Due diligence isn’t a term that gets your heart racing but it’s an essential business practice when selling or buying a business. It is the process of examining all aspects of the company to ensure that all parties involved have a good understanding of what they’re entering into.
The process could take 30 to 60 days, however it should begin as soon as possible to avoid any confusions and legal implications. Companies must prepare for the process by creating the document library that contains all relevant documents and records. This will save time and money during the actual investigation.

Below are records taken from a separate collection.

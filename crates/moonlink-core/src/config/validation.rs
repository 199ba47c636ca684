//! Config validation - warns about unknown fields

use serde_json::Value;
use std::collections::{HashMap, HashSet};
use tracing::warn;

/// Validate JSON config and warn about unknown fields.
pub fn warn_unknown_fields(content: &str, config_name: &str) {
    for path in unknown_fields(content) {
        warn!("Unknown config field in {config_name}: {path}");
    }
}

/// Dotted paths of fields the config does not define, e.g. `moonraker.port`.
#[must_use]
pub fn unknown_fields(content: &str) -> Vec<String> {
    let Ok(value) = serde_json::from_str::<Value>(content) else {
        return Vec::new();
    };
    find_unknown_keys(&value, &expected_config_keys(), "")
}

fn find_unknown_keys(value: &Value, expected: &ExpectedKeys, prefix: &str) -> Vec<String> {
    let mut unknowns = Vec::new();

    let Value::Object(obj) = value else {
        return unknowns;
    };

    for (key, child) in obj {
        let path = if prefix.is_empty() {
            key.clone()
        } else {
            format!("{prefix}.{key}")
        };

        if let Some(nested) = expected.nested.get(key.as_str()) {
            unknowns.extend(find_unknown_keys(child, nested, &path));
        } else if !expected.fields.contains(key.as_str()) {
            unknowns.push(path);
        }
    }

    unknowns
}

/// `fields` are leaves, `nested` are sections with their own keys
struct ExpectedKeys {
    fields: HashSet<&'static str>,
    nested: HashMap<&'static str, ExpectedKeys>,
}

impl ExpectedKeys {
    fn new(fields: &[&'static str]) -> Self {
        Self {
            fields: fields.iter().copied().collect(),
            nested: HashMap::new(),
        }
    }

    fn with_nested(mut self, key: &'static str, nested: ExpectedKeys) -> Self {
        self.nested.insert(key, nested);
        self
    }
}

fn expected_config_keys() -> ExpectedKeys {
    let moonraker_keys = ExpectedKeys::new(&[
        "endpoint",
        "reconnectIntervalSecs",
        "heartbeatIntervalSecs",
    ]);

    let notifications_keys = ExpectedKeys::new(&["events"]);

    ExpectedKeys::new(&[])
        .with_nested("moonraker", moonraker_keys)
        .with_nested("notifications", notifications_keys)
}
use std::fmt;

use serde::{Deserialize, Serialize};

/// Coarse printer lifecycle state.
///
/// Firmware print states map to their own variants; anything unrecognized is
/// kept verbatim in `Other` so it still compares and displays correctly.
#[derive(Debug, Clone, PartialEq, Eq, Hash, Default, Serialize, Deserialize)]
#[serde(from = "String", into = "String")]
pub enum PrinterState {
    #[default]
    Disconnected,
    Shutdown,
    Ready,
    Standby,
    Printing,
    Paused,
    Complete,
    Cancelled,
    Error,
    Other(String),
}

impl PrinterState {
    #[must_use]
    pub fn as_str(&self) -> &str {
        match self {
            Self::Disconnected => "disconnected",
            Self::Shutdown => "shutdown",
            Self::Ready => "ready",
            Self::Standby => "standby",
            Self::Printing => "printing",
            Self::Paused => "paused",
            Self::Complete => "complete",
            Self::Cancelled => "cancelled",
            Self::Error => "error",
            Self::Other(s) => s,
        }
    }

    #[must_use]
    pub fn is_printing(&self) -> bool {
        matches!(self, Self::Printing)
    }

    /// States in which a job summary is meaningful
    #[must_use]
    pub fn has_job(&self) -> bool {
        matches!(self, Self::Printing | Self::Complete)
    }
}

impl From<&str> for PrinterState {
    fn from(s: &str) -> Self {
        match s {
            "disconnected" => Self::Disconnected,
            "shutdown" => Self::Shutdown,
            "ready" => Self::Ready,
            "standby" => Self::Standby,
            "printing" => Self::Printing,
            "paused" => Self::Paused,
            "complete" => Self::Complete,
            "cancelled" => Self::Cancelled,
            "error" => Self::Error,
            other => Self::Other(other.to_string()),
        }
    }
}

impl From<String> for PrinterState {
    fn from(s: String) -> Self {
        Self::from(s.as_str())
    }
}

impl From<PrinterState> for String {
    fn from(state: PrinterState) -> Self {
        state.as_str().to_string()
    }
}

impl fmt::Display for PrinterState {
    fn fmt(&self, f: &mut fmt::Formatter<'_>) -> fmt::Result {
        f.write_str(self.as_str())
    }
}

#[cfg(test)]
mod tests {
    use super::*;

    #[test]
    fn test_known_states_round_trip() {
        for name in [
            "disconnected",
            "shutdown",
            "ready",
            "standby",
            "printing",
            "paused",
            "complete",
            "cancelled",
            "error",
        ] {
            let state = PrinterState::from(name);
            assert!(!matches!(state, PrinterState::Other(_)), "{name}");
            assert_eq!(state.to_string(), name);
        }
    }

    #[test]
    fn test_unknown_state_is_preserved() {
        let state = PrinterState::from("calibrating");
        assert_eq!(state, PrinterState::Other("calibrating".to_string()));
        assert_eq!(state.as_str(), "calibrating");
    }

    #[test]
    fn test_serde_uses_firmware_strings() {
        let json = serde_json::to_string(&PrinterState::Paused).unwrap();
        assert_eq!(json, "\"paused\"");

        let state: PrinterState = serde_json::from_str("\"printing\"").unwrap();
        assert!(state.is_printing());
    }

    #[test]
    fn test_default_is_disconnected() {
        assert_eq!(PrinterState::default(), PrinterState::Disconnected);
    }
}
use directories::ProjectDirs;
use std::path::PathBuf;

/// Application directories following XDG spec
#[derive(Debug, Clone)]
pub struct Directories {
    /// Config directory (~/.config/moonlink)
    pub config: PathBuf,

    /// Data directory (~/.local/share/moonlink), holds log files
    pub data: PathBuf,

    /// Config file path
    pub config_file: PathBuf,
}

impl Directories {
    /// Standard XDG paths, or `None` when no home directory can be found.
    #[must_use]
    pub fn new() -> Option<Self> {
        let project = ProjectDirs::from("", "", "moonlink")?;
        let config = project.config_dir().to_path_buf();

        Some(Self {
            config_file: config.join("config.json"),
            data: project.data_dir().to_path_buf(),
            config,
        })
    }

    #[must_use]
    pub fn with_base(base: PathBuf) -> Self {
        Self {
            config_file: base.join("config.json"),
            data: base.clone(),
            config: base,
        }
    }

    /// XDG paths when available, otherwise the working directory.
    #[must_use]
    pub fn discover() -> Self {
        Self::new().unwrap_or_else(|| Self::with_base(PathBuf::from(".")))
    }

    /// Ensure all directories exist.
    ///
    /// # Errors
    ///
    /// Returns an error if any directory cannot be created.
    pub fn ensure_exists(&self) -> std::io::Result<()> {
        std::fs::create_dir_all(&self.config)?;
        std::fs::create_dir_all(&self.data)?;
        Ok(())
    }
}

Due diligence can take many forms, depending on the company and nature of the transaction. Here are some of the most common types:
Legal Due Diligence
This type of due-diligence examines any potential liabilities that could impact the success of a deal. It typically involves carefully reviewing the entirety of contracts that are essential to the transaction like licensing agreements or partnership agreements, term sheets, loan and bank financing agreements.
Commercial Due Diligence
This involves evaluating the market for the company in terms of size and growth, as well as competition. It can also include interviews with customers, assessing competitors and creating a fuller analysis of the strengths and weaknesses of a company.
This type of due diligence focuses on all the information that is available about the case at hand, including any evidence that could be used against an accused individual. It also includes analyzing all evidence that could be exculpatory available. This is what a prosecutor will do when deciding whether to file charges against anyone.